— Жока, вы разве не заметили, что нравитесь мне? — спросил подполковник после недолгого молчания.

— Уж не собирается ли товарищ подполковник объясниться мне в любви?

— Нравиться — это еще не любовь.

— Вот видите! Вы зря молите бога, ведь я вам только нравлюсь, да и вы мне тоже только нравитесь. А этого слишком мало для того, чтобы я могла дать волю чувствам. Поэтому я могу спокойно спать с вами в одном номере. Если бы я была влюблена в вас, то я бы еще подумала...

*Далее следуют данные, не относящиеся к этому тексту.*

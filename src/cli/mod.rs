//! Command-line interface

use crate::models::Config;
use clap::Parser;
use std::time::Duration;
use url::Url;

/// Breadcrumb API Benchmark - times path-from-root lookups over deep directory chains
#[derive(Parser, Debug, Clone)]
#[command(name = "breadcrumb-bench")]
#[command(version, about, long_about = None)]
pub struct Cli {
    /// Base URL of the file-management API
    #[arg(long, default_value = crate::defaults::DEFAULT_BASE_URL)]
    pub base_url: String,

    /// Number of nested directories to create
    #[arg(long, default_value_t = crate::defaults::DEFAULT_DEPTH)]
    pub depth: u32,

    /// Number of timed breadcrumb calls after the warm-up
    #[arg(long, default_value_t = crate::defaults::DEFAULT_REPEATS)]
    pub repeats: u32,

    /// Request timeout in seconds
    #[arg(short, long, value_parser = parse_duration, default_value_t = crate::defaults::DEFAULT_TIMEOUT.as_secs())]
    pub timeout: u64,

    /// Force colored output
    #[arg(long)]
    pub color: bool,

    /// Disable colored output
    #[arg(long)]
    pub no_color: bool,

    /// Enable verbose output
    #[arg(long)]
    pub verbose: bool,

    /// Enable debug output
    #[arg(long)]
    pub debug: bool,
}

impl Cli {
    /// Validate CLI arguments for conflicts and requirements
    pub fn validate(&self) -> Result<(), String> {
        if self.color && self.no_color {
            return Err("Cannot specify both --color and --no-color".to_string());
        }

        if self.repeats < 1 {
            return Err("--repeats must be at least 1".to_string());
        }

        match Url::parse(&self.base_url) {
            Ok(url) if url.scheme() == "http" || url.scheme() == "https" => {}
            Ok(url) => {
                return Err(format!(
                    "Base URL must use http or https, got '{}'",
                    url.scheme()
                ));
            }
            Err(e) => return Err(format!("Invalid base URL '{}': {}", self.base_url, e)),
        }

        Ok(())
    }

    /// Check if colors should be enabled
    pub fn use_colors(&self) -> bool {
        if self.color {
            true
        } else if self.no_color {
            false
        } else {
            supports_color()
        }
    }

    /// Build the resolved run configuration
    pub fn into_config(self) -> Config {
        let enable_color = self.use_colors();
        Config {
            base_url: self.base_url,
            depth: self.depth,
            repeats: self.repeats,
            timeout: Duration::from_secs(self.timeout),
            enable_color,
            verbose: self.verbose,
            debug: self.debug,
        }
    }
}

/// Parse a timeout value in whole seconds
fn parse_duration(s: &str) -> Result<u64, String> {
    if s.starts_with('+') || s.starts_with("0x") || s.starts_with("0X") {
        return Err(format!("Invalid duration: {}", s));
    }

    s.parse::<u64>()
        .map_err(|_| format!("Invalid duration: {}", s))
        .and_then(|secs| {
            if secs == 0 {
                Err("Duration must be greater than 0".to_string())
            } else {
                Ok(secs)
            }
        })
}

/// Detect terminal color support from the environment
fn supports_color() -> bool {
    if let Ok(term) = std::env::var("TERM") {
        if term == "dumb" {
            return false;
        }
    }

    if std::env::var("NO_COLOR").is_ok() {
        return false;
    }

    if std::env::var("FORCE_COLOR").is_ok() {
        return true;
    }

    true
}
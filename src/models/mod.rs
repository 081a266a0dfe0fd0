//! Data models for configuration and benchmark results

pub mod config;
pub mod metrics;

pub use config::{Config, Credentials};
pub use metrics::BenchmarkReport;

Жока сняла ногу с педали газа, чтобы сбавить скорость, а потом осторожно начала тормозить. Затем она съехала на обочину и остановила машину. Теперь тишина казалась еще более полной. Жока потянулась и сделала несколько глубоких вдохов:

— Я действительно вам нравлюсь, Миклош?

— Очень.

— Тогда будьте добры, протрите стекло вот этой тряпкой, — попросила девушка, весело рассмеявшись.

Она смотрела на фигуру высокого и стройного офицера и невольно думала о том, что бы случилось, если бы они и впрямь застряли в Сомбатхее и обстоятельства сложились так, что им пришлось бы ночевать в одном номере. Тепло разморило ее. Она собиралась было нажать кнопку радиоприемника, но раздумала. «Так приятно сидеть в тишине, — решила она, — и чувствую я себя как-то странно, будто немного выпила...» Жока попыталась думать о своем брате Эндре, но не смогла: мысли ее невольно возвращались к подполковнику.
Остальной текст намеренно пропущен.